What the task requires: Lines holding the string "Serialize" are the ones to copy from this listing.

Input data:

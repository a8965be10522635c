//! `coverage-cli`: command-line shell around the exposure engine.
//!
//! JSON goes to stdout, logs to stderr. Exit codes: 0 ok, 1 the form was
//! rejected (required fields), 2 any other failure.

use std::fmt;
use std::io::{self, Read};
use std::path::{Path, PathBuf};
use std::process::ExitCode;

use clap::{Parser, Subcommand};
use coverage_core::estimate::{EstimateMetrics, SessionResult, estimate_with};
use coverage_infra::config::{ConfigError, EstimatorConfig};
use coverage_infra::form::{
    ContactDetails, FormError, FormMetrics, FormSubmission, REQUIRED_FIELDS_MESSAGE,
};
use coverage_infra::message::{MessageError, compose_summary};
use coverage_infra::report::{EstimateReport, tier_table};
use coverage_infra::session::ResultSlot;
use serde::Serialize;
use tracing_subscriber::{layer::SubscriberExt, util::SubscriberInitExt};

const EXIT_OK: u8 = 0;
const EXIT_REJECTED: u8 = 1;
const EXIT_ERROR: u8 = 2;

#[derive(Parser)]
#[command(name = "coverage-cli", about = "Liability coverage exposure estimator")]
#[command(version)]
struct Cli {
    /// JSON config file overriding thresholds, recipient or booking URL
    #[arg(long, global = true, env = "COVERAGE_CONFIG")]
    config: Option<PathBuf>,

    /// Debug logging on stderr
    #[arg(short, long, global = true)]
    verbose: bool,

    #[command(subcommand)]
    command: Commands,
}

#[derive(Subcommand)]
enum Commands {
    /// Estimate exposure and recommend a coverage tier
    Estimate {
        /// Form submission as JSON ("-" for stdin)
        #[arg(short, long, default_value = "-")]
        form: PathBuf,
    },

    /// Estimate, then compose the pre-filled summary message
    Email {
        /// Form submission as JSON ("-" for stdin)
        #[arg(short, long, default_value = "-")]
        form: PathBuf,

        /// Sender name
        #[arg(long)]
        name: Option<String>,

        /// Sender email
        #[arg(long)]
        email: Option<String>,
    },

    /// Print the appointment booking URL
    Book,

    /// Print the recommendation bands and current-coverage table
    Tiers,
}

#[derive(Debug)]
enum CliError {
    Config(ConfigError),
    Form(FormError),
    Message(MessageError),
    Input { path: PathBuf, reason: String },
    Output(String),
}

impl fmt::Display for CliError {
    fn fmt(&self, f: &mut fmt::Formatter<'_>) -> fmt::Result {
        match self {
            Self::Config(e) => write!(f, "{e}"),
            Self::Form(e) => write!(f, "{e}"),
            Self::Message(e) => write!(f, "{e}"),
            Self::Input { path, reason } => {
                write!(f, "failed to read {}: {reason}", path.display())
            }
            Self::Output(reason) => write!(f, "failed to encode output: {reason}"),
        }
    }
}

impl std::error::Error for CliError {}

impl From<ConfigError> for CliError {
    fn from(e: ConfigError) -> Self {
        Self::Config(e)
    }
}

impl From<FormError> for CliError {
    fn from(e: FormError) -> Self {
        Self::Form(e)
    }
}

impl From<MessageError> for CliError {
    fn from(e: MessageError) -> Self {
        Self::Message(e)
    }
}

impl CliError {
    fn exit_code(&self) -> u8 {
        match self {
            Self::Form(FormError::MissingRequired { .. }) => EXIT_REJECTED,
            _ => EXIT_ERROR,
        }
    }
}

#[derive(Serialize)]
#[serde(rename_all = "camelCase")]
struct EmailOutput {
    recipient: String,
    subject: String,
    body: String,
    mailto: String,
    estimate: EstimateReport,
}

#[derive(Serialize)]
#[serde(rename_all = "camelCase")]
struct BookOutput {
    booking_url: String,
}

fn main() -> ExitCode {
    let cli = Cli::parse();

    let filter = if cli.verbose { "debug" } else { "info" };
    tracing_subscriber::registry()
        .with(
            tracing_subscriber::EnvFilter::try_from_default_env().unwrap_or_else(|_| filter.into()),
        )
        .with(
            tracing_subscriber::fmt::layer()
                .without_time()
                .with_writer(io::stderr),
        )
        .init();

    match run(cli) {
        Ok(()) => ExitCode::from(EXIT_OK),
        Err(err) => {
            if matches!(err, CliError::Form(FormError::MissingRequired { .. })) {
                eprintln!("{REQUIRED_FIELDS_MESSAGE}");
            }
            tracing::error!("{err}");
            ExitCode::from(err.exit_code())
        }
    }
}

fn run(cli: Cli) -> Result<(), CliError> {
    let config = EstimatorConfig::load(cli.config.as_deref())?;
    let mut slot = ResultSlot::new();

    match cli.command {
        Commands::Estimate { form } => {
            let result = run_estimate(&form, &config, &mut slot)?;
            print_json(&EstimateReport::from(result))
        }
        Commands::Email { form, name, email } => {
            run_estimate(&form, &config, &mut slot)?;
            let contact = ContactDetails {
                user_name: name,
                user_email: email,
            }
            .validate()?;
            let message = compose_summary(slot.latest(), &contact, &config.recipient)?;
            let mailto = message.mailto_url()?;
            let estimate = slot
                .latest()
                .map(EstimateReport::from)
                .ok_or(MessageError::NoResult)?;
            print_json(&EmailOutput {
                recipient: message.recipient,
                subject: message.subject,
                body: message.body,
                mailto: mailto.to_string(),
                estimate,
            })
        }
        Commands::Book => print_json(&BookOutput {
            booking_url: config.booking_url.to_string(),
        }),
        Commands::Tiers => print_json(&tier_table(&config.thresholds)),
    }
}

fn run_estimate<'a>(
    form_path: &Path,
    config: &EstimatorConfig,
    slot: &'a mut ResultSlot,
) -> Result<&'a SessionResult, CliError> {
    let text = read_input(form_path)?;
    let submission = FormSubmission::from_json(&text)?;

    let mut form_metrics = FormMetrics::new();
    submission.validate_required(&mut form_metrics)?;
    let input = submission.to_asset_input(&mut form_metrics);

    let mut metrics = EstimateMetrics::new();
    let result = estimate_with(input, &config.thresholds, &mut metrics);
    tracing::debug!(
        "form coerced_fields={} negative_clamped={} coverage_defaulted={}",
        form_metrics.coerced_field_total(),
        form_metrics.negative_clamped_total(),
        metrics.coverage_defaulted_total()
    );

    slot.store(result);
    slot.latest().ok_or(CliError::Message(MessageError::NoResult))
}

fn read_input(path: &Path) -> Result<String, CliError> {
    let to_err = |e: io::Error| CliError::Input {
        path: path.to_path_buf(),
        reason: e.to_string(),
    };
    if path == Path::new("-") {
        let mut text = String::new();
        io::stdin().read_to_string(&mut text).map_err(to_err)?;
        Ok(text)
    } else {
        std::fs::read_to_string(path).map_err(to_err)
    }
}

fn print_json<T: Serialize>(value: &T) -> Result<(), CliError> {
    let text = serde_json::to_string_pretty(value).map_err(|e| CliError::Output(e.to_string()))?;
    println!("{text}");
    Ok(())
}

Completed task:
use serde::Serialize;
#[derive(Serialize)]
#[derive(Serialize)]
fn print_json<T: Serialize>(value: &T) -> Result<(), CliError> {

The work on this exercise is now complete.